Toronto Woman Protests Rapper Action Bronson's 'Violent Misogyny'
EntertainmentAction Bronson, a Queens rapper who’s found great popularity in the underground and released a major-label album in March, is being protested by a Toronto woman citing his “violent misogyny” and “history of recording music that brags about gang-raping and murdering women.”
The petition was started by Erica Shiner on Change.org, and is meant to get the rapper kicked off the bill at NXNE, a local music festival. In it, Shiner refers to a 2011 song called “Consensual Rape” (ugh; also: not a thing) and a 2011 video for the song “Brunch,” which depicts Bronson as he “cooks a meal over a woman’s dead body, rolls her up in a carpet, throws her in his trunk, and proceeds to violently stab her when he discovers she’s still alive,” she writes.

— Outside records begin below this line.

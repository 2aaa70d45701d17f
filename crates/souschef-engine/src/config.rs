use std::env;
use std::path::PathBuf;
use std::time::Duration;

use crate::gemini::DEFAULT_GEMINI_API_BASE;
use crate::media::DEFAULT_MEDIA_ATTEMPTS;
use crate::generator::PLAN_STAGE1_ATTEMPTS;
use crate::vector::DEFAULT_BIGQUERY_API_BASE;

pub const DEFAULT_DATA_DIR: &str = ".souschef";
pub const DEFAULT_PROVIDER: &str = "gemini";
pub const DEFAULT_VOICE: &str = "Kore";
pub const DEFAULT_REQUEST_TIMEOUT_SECS: u64 = 90;
pub const DEFAULT_RETRY_BACKOFF_MS: u64 = 800;

#[derive(Debug, Clone, Default, PartialEq, Eq)]
pub struct ModelOverrides {
    pub text: Option<String>,
    pub image: Option<String>,
    pub audio: Option<String>,
    pub embedding: Option<String>,
}

#[derive(Debug, Clone, PartialEq, Eq)]
pub struct BigQueryConfig {
    pub api_base: String,
    pub project: String,
    /// `dataset.table` or `project.dataset.table`.
    pub table: String,
    pub access_token: String,
}

#[derive(Debug, Clone, PartialEq, Eq)]
pub struct EngineConfig {
    pub data_dir: PathBuf,
    pub provider: String,
    pub models: ModelOverrides,
    pub gemini_api_base: String,
    pub voice: String,
    pub request_timeout: Duration,
    pub media_attempts: usize,
    pub retry_backoff: Duration,
    pub plan_attempts: usize,
    pub require_verification: bool,
    pub bigquery: Option<BigQueryConfig>,
    pub catalog_path: Option<PathBuf>,
}

impl Default for EngineConfig {
    fn default() -> Self {
        Self {
            data_dir: PathBuf::from(DEFAULT_DATA_DIR),
            provider: DEFAULT_PROVIDER.to_string(),
            models: ModelOverrides::default(),
            gemini_api_base: DEFAULT_GEMINI_API_BASE.to_string(),
            voice: DEFAULT_VOICE.to_string(),
            request_timeout: Duration::from_secs(DEFAULT_REQUEST_TIMEOUT_SECS),
            media_attempts: DEFAULT_MEDIA_ATTEMPTS,
            retry_backoff: Duration::from_millis(DEFAULT_RETRY_BACKOFF_MS),
            plan_attempts: PLAN_STAGE1_ATTEMPTS,
            require_verification: true,
            bigquery: None,
            catalog_path: None,
        }
    }
}

impl EngineConfig {
    pub fn from_env() -> Self {
        Self::from_lookup(non_empty_env)
    }

    /// Builds a config from any key lookup; blank values count as unset.
    pub fn from_lookup<F>(lookup: F) -> Self
    where
        F: Fn(&str) -> Option<String>,
    {
        let defaults = Self::default();
        let provider = lookup("SOUSCHEF_PROVIDER")
            .map(|value| value.to_ascii_lowercase())
            .unwrap_or(defaults.provider);
        let require_verification = match lookup("SOUSCHEF_REQUIRE_VERIFICATION") {
            Some(value) => parse_flag(&value),
            None => provider != "dryrun",
        };
        let bigquery = match (
            lookup("SOUSCHEF_BQ_PROJECT").or_else(|| lookup("GOOGLE_CLOUD_PROJECT")),
            lookup("SOUSCHEF_BQ_TABLE"),
        ) {
            (Some(project), Some(table)) => Some(BigQueryConfig {
                api_base: lookup("SOUSCHEF_BQ_API_BASE")
                    .unwrap_or_else(|| DEFAULT_BIGQUERY_API_BASE.to_string()),
                project,
                table,
                access_token: lookup("SOUSCHEF_BQ_ACCESS_TOKEN").unwrap_or_default(),
            }),
            _ => None,
        };

        Self {
            data_dir: lookup("SOUSCHEF_DATA_DIR")
                .map(PathBuf::from)
                .unwrap_or(defaults.data_dir),
            provider,
            models: ModelOverrides {
                text: lookup("SOUSCHEF_TEXT_MODEL"),
                image: lookup("SOUSCHEF_IMAGE_MODEL"),
                audio: lookup("SOUSCHEF_AUDIO_MODEL"),
                embedding: lookup("SOUSCHEF_EMBEDDING_MODEL"),
            },
            gemini_api_base: lookup("GEMINI_API_BASE").unwrap_or(defaults.gemini_api_base),
            voice: lookup("SOUSCHEF_VOICE").unwrap_or(defaults.voice),
            request_timeout: lookup("SOUSCHEF_REQUEST_TIMEOUT")
                .and_then(|value| value.parse::<f64>().ok())
                .filter(|secs| secs.is_finite() && *secs > 0.0)
                .map(Duration::from_secs_f64)
                .unwrap_or(defaults.request_timeout),
            media_attempts: defaults.media_attempts,
            retry_backoff: lookup("SOUSCHEF_MEDIA_BACKOFF_MS")
                .and_then(|value| value.parse::<u64>().ok())
                .map(Duration::from_millis)
                .unwrap_or(defaults.retry_backoff),
            plan_attempts: defaults.plan_attempts,
            require_verification,
            bigquery,
            catalog_path: lookup("SOUSCHEF_CATALOG").map(PathBuf::from),
        }
    }

    pub fn storage_path(&self) -> PathBuf {
        self.data_dir.join("storage.json")
    }

    pub fn session_path(&self) -> PathBuf {
        self.data_dir.join("session.json")
    }

    pub fn events_path(&self) -> PathBuf {
        self.data_dir.join("events.jsonl")
    }
}

/// API key from the environment, used when none is stored.
pub fn env_api_key() -> Option<String> {
    non_empty_env("GEMINI_API_KEY").or_else(|| non_empty_env("GOOGLE_API_KEY"))
}

fn parse_flag(value: &str) -> bool {
    !matches!(
        value.trim().to_ascii_lowercase().as_str(),
        "0" | "false" | "no" | "off"
    )
}

pub(crate) fn non_empty_env(key: &str) -> Option<String> {
    env::var(key)
        .ok()
        .map(|value| value.trim().to_string())
        .filter(|value| !value.is_empty())
}

#[cfg(test)]
mod tests {
    use std::collections::HashMap;

    use super::*;

    fn lookup(pairs: &[(&str, &str)]) -> impl Fn(&str) -> Option<String> {
        let map: HashMap<String, String> = pairs
            .iter()
            .map(|(key, value)| (key.to_string(), value.to_string()))
            .collect();
        move |key: &str| map.get(key).cloned()
    }

    #[test]
    fn defaults_without_environment() {
        let config = EngineConfig::from_lookup(lookup(&[]));
        assert_eq!(config.data_dir, PathBuf::from(".souschef"));
        assert_eq!(config.provider, "gemini");
        assert_eq!(config.request_timeout, Duration::from_secs(90));
        assert_eq!(config.media_attempts, 3);
        assert_eq!(config.plan_attempts, 3);
        assert!(config.require_verification);
        assert!(config.bigquery.is_none());
        assert_eq!(config.storage_path(), PathBuf::from(".souschef/storage.json"));
    }

    #[test]
    fn reads_overrides_and_bigquery_settings() {
        let config = EngineConfig::from_lookup(lookup(&[
            ("SOUSCHEF_DATA_DIR", "/tmp/kitchen"),
            ("SOUSCHEF_PROVIDER", "DryRun"),
            ("SOUSCHEF_REQUEST_TIMEOUT", "12.5"),
            ("SOUSCHEF_MEDIA_BACKOFF_MS", "0"),
            ("SOUSCHEF_TEXT_MODEL", "gemini-2.5-pro"),
            ("SOUSCHEF_BQ_PROJECT", "kitchen-prod"),
            ("SOUSCHEF_BQ_TABLE", "recipes.catalog"),
        ]));
        assert_eq!(config.provider, "dryrun");
        assert!(!config.require_verification);
        assert_eq!(config.request_timeout, Duration::from_millis(12_500));
        assert_eq!(config.retry_backoff, Duration::ZERO);
        assert_eq!(config.models.text.as_deref(), Some("gemini-2.5-pro"));
        let bigquery = config
            .bigquery
            .as_ref()
            .unwrap_or_else(|| panic!("bigquery config missing"));
        assert_eq!(bigquery.project, "kitchen-prod");
        assert_eq!(bigquery.api_base, DEFAULT_BIGQUERY_API_BASE);
        assert_eq!(config.events_path(), PathBuf::from("/tmp/kitchen/events.jsonl"));
    }

    #[test]
    fn verification_flag_can_be_forced() {
        let config = EngineConfig::from_lookup(lookup(&[("SOUSCHEF_REQUIRE_VERIFICATION", "off")]));
        assert!(!config.require_verification);
        let config = EngineConfig::from_lookup(lookup(&[
            ("SOUSCHEF_PROVIDER", "dryrun"),
            ("SOUSCHEF_REQUIRE_VERIFICATION", "1"),
        ]));
        assert!(config.require_verification);
    }
}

I have generally stayed away from Action Bronson’s music, not just because he often sounds like a half-baked Ghostface Killah but also because of his history of transphobic attacks. And I had never seen the “Brunch” video until today. But, I listen to enough rap that I have a pretty moderate tolerance for light-to-regular misogyny in lyrics, to my personal chagrin—and, despite the vile song title “Consensual Rape,” I think some (not all) of the lyrics Shiner cites in her petition are up for artistic interpretation. (The line “I geeked her up on molly” is not as clear-cut, for instance, as Rick Ross’s “Put molly all in her champagne/She ain’t even know it.” There is still the possibility that Bronson meant he gave the woman molly, rather than dosed her with it, though in the context of a song called “Consensual Rape” which, again, is Not a Real Thing, he does not deserve our benefit of the doubt.)